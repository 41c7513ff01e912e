//! Request handler definitions
//!
//! Define each route and its handler here.
//! Handlers that are more than a line or two MUST go into a separate module. Keep this module neat and tidy 🙏
use actix_web::{get, web, HttpRequest, HttpResponse, Responder};
use log::*;
use order_relay_engine::{db_types::OrderId, traits::RelayDatabase, OrderFlowApi, OrderFlowError};
use stripe_tools::{CheckoutSession, Event, EventVerifier, WebhookError, STRIPE_SIGNATURE_HEADER};

use crate::{data_objects::JsonResponse, errors::ServerError, integrations::stripe::CustomerResolver};

// Web-actix cannot handle generics in handlers, so it's implemented manually using the `route!` macro
#[macro_export]
macro_rules! route {
    ($name:ident => $method:ident $path:literal impl $($bounds:ty),+) => {
        paste::paste! { pub struct [<$name:camel Route>]< $( [< T $bounds:camel> ],)+ >( $( core::marker::PhantomData<fn() -> [< T $bounds:camel> ] >,)+ );}
        paste::paste! { impl< $( [< T $bounds:camel> ],)+ > [<$name:camel Route>]< $( [< T $bounds:camel> ],)+ > {
            #[allow(clippy::new_without_default)]
            pub fn new() -> Self {
                Self($( core::marker::PhantomData::<fn() -> [< T $bounds:camel> ] >,)+)
            }
        }}
        paste::paste! { impl<$( [< T $bounds:camel >] , )+> actix_web::dev::HttpServiceFactory for [<$name:camel Route>]<$([<T $bounds:camel>],)+>
        where
            $([<T $bounds:camel>]: $bounds + 'static,)+
        {
            fn register(self, config: &mut actix_web::dev::AppService) {
                let res = actix_web::Resource::new($path)
                    .name(stringify!($name))
                    .guard(actix_web::guard::$method())
                    .to($name::< $( [< T $bounds:camel >], )+>);
                actix_web::dev::HttpServiceFactory::register(res, config);
            }
        }}
    };
}

// ----------------------------------------------   Health  ----------------------------------------------------
#[get("/health")]
pub async fn health() -> impl Responder {
    trace!("💻️ Received health check request");
    HttpResponse::Ok().body("👍️\n")
}

// ----------------------------------------------   Webhook  ---------------------------------------------------
route!(stripe_webhook => Post "/webhook" impl RelayDatabase, CustomerResolver);
/// Route handler for incoming Stripe payment events.
///
/// The raw body is taken as bytes because the signature covers the payload verbatim; deserializing and
/// re-serializing would break verification.
///
/// Status codes follow Stripe's retry contract: an unverifiable signature or a malformed order key gets a 4xx (the
/// event can never succeed), an order that is not in the database gets a 404 (the platform may still be writing it,
/// and a retry can succeed), and everything else is acknowledged with a 200 so that Stripe does not retry. Business
/// failures inside a 200 are reported in the response body and the logs.
pub async fn stripe_webhook<B, C>(
    req: HttpRequest,
    body: web::Bytes,
    verifier: web::Data<EventVerifier>,
    stripe: web::Data<C>,
    api: web::Data<OrderFlowApi<B>>,
) -> Result<HttpResponse, ServerError>
where
    B: RelayDatabase,
    C: CustomerResolver,
{
    trace!("💳️ Received webhook request: {}", req.uri());
    let signature = req
        .headers()
        .get(STRIPE_SIGNATURE_HEADER)
        .ok_or(ServerError::MissingSignatureHeader)?
        .to_str()
        .map_err(|e| ServerError::InvalidSignature(e.to_string()))?;
    let event = verifier.verify(&body, signature).map_err(|e| {
        warn!("💳️ Webhook verification failed. {e}");
        match e {
            // The signature checked out but the body isn't a well-formed event.
            WebhookError::InvalidPayload(_) => ServerError::MalformedEvent(e.to_string()),
            _ => ServerError::InvalidSignature(e.to_string()),
        }
    })?;
    let result = match event {
        Event::CheckoutSessionCompleted(session) => {
            handle_checkout_completed(session, stripe.as_ref(), api.as_ref()).await?
        },
        Event::PaymentIntentSucceeded(intent) => {
            debug!("💳️ Payment intent {} succeeded for {} cents. No action needed.", intent.id, intent.amount);
            JsonResponse::success("Payment intent acknowledged.")
        },
        Event::Unknown(event_type) => {
            debug!("💳️ Unhandled event type: {event_type}");
            JsonResponse::success(format!("Unhandled event type: {event_type}"))
        },
    };
    Ok(HttpResponse::Ok().json(result))
}

/// The completed-checkout path: session → customer → cart → order key → payment confirmation.
async fn handle_checkout_completed<B, C>(
    session: CheckoutSession,
    stripe: &C,
    api: &OrderFlowApi<B>,
) -> Result<JsonResponse, ServerError>
where
    B: RelayDatabase,
    C: CustomerResolver,
{
    debug!("💳️ Checkout session {} completed.", session.id);
    let Some(customer_id) = session.customer else {
        warn!("💳️ Checkout session {} has no customer attached. Nothing to reconcile.", session.id);
        return Ok(JsonResponse::failure("Checkout session has no customer."));
    };
    let customer = match stripe.resolve_customer(&customer_id).await {
        Ok(customer) => customer,
        Err(e) => {
            warn!("💳️ Could not retrieve customer {customer_id}. {e}");
            return Ok(JsonResponse::failure(format!("Could not retrieve customer {customer_id}.")));
        },
    };
    let cart = match customer.cart() {
        Ok(cart) => cart,
        Err(e) => {
            warn!("💳️ Could not read the cart for customer {customer_id}. {e}");
            return Ok(JsonResponse::failure(format!("Could not read the cart for customer {customer_id}.")));
        },
    };
    // A checkout session settles a single order, so every cart item carries the same order key and the first one
    // identifies the order.
    let Some(item) = cart.first() else {
        warn!("💳️ The cart for customer {customer_id} is empty. Nothing to reconcile.");
        return Ok(JsonResponse::failure("Cart is empty."));
    };
    let order_id = item.id.parse::<OrderId>().map_err(|e| {
        warn!("💳️ {e}");
        ServerError::InvalidOrderKey(item.id.clone())
    })?;
    match api.confirm_payment(order_id).await {
        Ok(order) => {
            info!("💳️ Order {} payment confirmed. Status is now {}.", order.id, order.payment_status);
            Ok(JsonResponse::success("Order payment confirmed."))
        },
        Err(OrderFlowError::OrderNotFound(id)) => Err(ServerError::OrderNotFound(id)),
        Err(OrderFlowError::PaymentPreviouslyFailed(id)) => {
            warn!("💳️ A payment-success event arrived for order {id}, whose payment previously failed.");
            Ok(JsonResponse::failure(format!("Payment for order {id} previously failed.")))
        },
        Err(OrderFlowError::DatabaseError(e)) => {
            warn!("💳️ Could not confirm payment for order {order_id}. {e}");
            Ok(JsonResponse::failure("Could not confirm the payment."))
        },
    }
}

^^^^

▶ Problem to solve: The full listing has to be duplicated exactly.

▶ Result of this exercise:
repository 41c7513ff01e912e
//! Request handler definitions
//!
//! Define each route and its handler here.
//! Handlers that are more than a line or two MUST go into a separate module. Keep this module neat and tidy 🙏
use actix_web::{get, web, HttpRequest, HttpResponse, Responder};
use log::*;
use order_relay_engine::{db_types::OrderId, traits::RelayDatabase, OrderFlowApi, OrderFlowError};
use stripe_tools::{CheckoutSession, Event, EventVerifier, WebhookError, STRIPE_SIGNATURE_HEADER};

use crate::{data_objects::JsonResponse, errors::ServerError, integrations::stripe::CustomerResolver};

// Web-actix cannot handle generics in handlers, so it's implemented manually using the `route!` macro
#[macro_export]
macro_rules! route {
    ($name:ident => $method:ident $path:literal impl $($bounds:ty),+) => {
        paste::paste! { pub struct [<$name:camel Route>]< $( [< T $bounds:camel> ],)+ >( $( core::marker::PhantomData<fn() -> [< T $bounds:camel> ] >,)+ );}
        paste::paste! { impl< $( [< T $bounds:camel> ],)+ > [<$name:camel Route>]< $( [< T $bounds:camel> ],)+ > {
            #[allow(clippy::new_without_default)]
            pub fn new() -> Self {
                Self($( core::marker::PhantomData::<fn() -> [< T $bounds:camel> ] >,)+)
            }
        }}
        paste::paste! { impl<$( [< T $bounds:camel >] , )+> actix_web::dev::HttpServiceFactory for [<$name:camel Route>]<$([<T $bounds:camel>],)+>
        where
            $([<T $bounds:camel>]: $bounds + 'static,)+
        {
            fn register(self, config: &mut actix_web::dev::AppService) {
                let res = actix_web::Resource::new($path)
                    .name(stringify!($name))
                    .guard(actix_web::guard::$method())
                    .to($name::< $( [< T $bounds:camel >], )+>);
                actix_web::dev::HttpServiceFactory::register(res, config);
            }
        }}
    };
}

// ----------------------------------------------   Health  ----------------------------------------------------
#[get("/health")]
pub async fn health() -> impl Responder {
    trace!("💻️ Received health check request");
    HttpResponse::Ok().body("👍️\n")
}

// ----------------------------------------------   Webhook  ---------------------------------------------------
route!(stripe_webhook => Post "/webhook" impl RelayDatabase, CustomerResolver);
/// Route handler for incoming Stripe payment events.
///
/// The raw body is taken as bytes because the signature covers the payload verbatim; deserializing and
/// re-serializing would break verification.
///
/// Status codes follow Stripe's retry contract: an unverifiable signature or a malformed order key gets a 4xx (the
/// event can never succeed), an order that is not in the database gets a 404 (the platform may still be writing it,
/// and a retry can succeed), and everything else is acknowledged with a 200 so that Stripe does not retry. Business
/// failures inside a 200 are reported in the response body and the logs.
pub async fn stripe_webhook<B, C>(
    req: HttpRequest,
    body: web::Bytes,
    verifier: web::Data<EventVerifier>,
    stripe: web::Data<C>,
    api: web::Data<OrderFlowApi<B>>,
) -> Result<HttpResponse, ServerError>
where
    B: RelayDatabase,
    C: CustomerResolver,
{
    trace!("💳️ Received webhook request: {}", req.uri());
    let signature = req
        .headers()
        .get(STRIPE_SIGNATURE_HEADER)
        .ok_or(ServerError::MissingSignatureHeader)?
        .to_str()
        .map_err(|e| ServerError::InvalidSignature(e.to_string()))?;
    let event = verifier.verify(&body, signature).map_err(|e| {
        warn!("💳️ Webhook verification failed. {e}");
        match e {
            // The signature checked out but the body isn't a well-formed event.
            WebhookError::InvalidPayload(_) => ServerError::MalformedEvent(e.to_string()),
            _ => ServerError::InvalidSignature(e.to_string()),
        }
    })?;
    let result = match event {
        Event::CheckoutSessionCompleted(session) => {
            handle_checkout_completed(session, stripe.as_ref(), api.as_ref()).await?
        },
        Event::PaymentIntentSucceeded(intent) => {
            debug!("💳️ Payment intent {} succeeded for {} cents. No action needed.", intent.id, intent.amount);
            JsonResponse::success("Payment intent acknowledged.")
        },
        Event::Unknown(event_type) => {
            debug!("💳️ Unhandled event type: {event_type}");
            JsonResponse::success(format!("Unhandled event type: {event_type}"))
        },
    };
    Ok(HttpResponse::Ok().json(result))
}

/// The completed-checkout path: session → customer → cart → order key → payment confirmation.
async fn handle_checkout_completed<B, C>(
    session: CheckoutSession,
    stripe: &C,
    api: &OrderFlowApi<B>,
) -> Result<JsonResponse, ServerError>
where
    B: RelayDatabase,
    C: CustomerResolver,
{
    debug!("💳️ Checkout session {} completed.", session.id);
    let Some(customer_id) = session.customer else {
        warn!("💳️ Checkout session {} has no customer attached. Nothing to reconcile.", session.id);
        return Ok(JsonResponse::failure("Checkout session has no customer."));
    };
    let customer = match stripe.resolve_customer(&customer_id).await {
        Ok(customer) => customer,
        Err(e) => {
            warn!("💳️ Could not retrieve customer {customer_id}. {e}");
            return Ok(JsonResponse::failure(format!("Could not retrieve customer {customer_id}.")));
        },
    };
    let cart = match customer.cart() {
        Ok(cart) => cart,
        Err(e) => {
            warn!("💳️ Could not read the cart for customer {customer_id}. {e}");
            return Ok(JsonResponse::failure(format!("Could not read the cart for customer {customer_id}.")));
        },
    };
    // A checkout session settles a single order, so every cart item carries the same order key and the first one
    // identifies the order.
    let Some(item) = cart.first() else {
        warn!("💳️ The cart for customer {customer_id} is empty. Nothing to reconcile.");
        return Ok(JsonResponse::failure("Cart is empty."));
    };
    let order_id = item.id.parse::<OrderId>().map_err(|e| {
        warn!("💳️ {e}");
        ServerError::InvalidOrderKey(item.id.clone())
    })?;
    match api.confirm_payment(order_id).await {
        Ok(order) => {
            info!("💳️ Order {} payment confirmed. Status is now {}.", order.id, order.payment_status);
            Ok(JsonResponse::success("Order payment confirmed."))
        },
        Err(OrderFlowError::OrderNotFound(id)) => Err(ServerError::OrderNotFound(id)),
        Err(OrderFlowError::PaymentPreviouslyFailed(id)) => {
            warn!("💳️ A payment-success event arrived for order {id}, whose payment previously failed.");
            Ok(JsonResponse::failure(format!("Payment for order {id} previously failed.")))
        },
        Err(OrderFlowError::DatabaseError(e)) => {
            warn!("💳️ Could not confirm payment for order {order_id}. {e}");
            Ok(JsonResponse::failure("Could not confirm the payment."))
        },
    }
}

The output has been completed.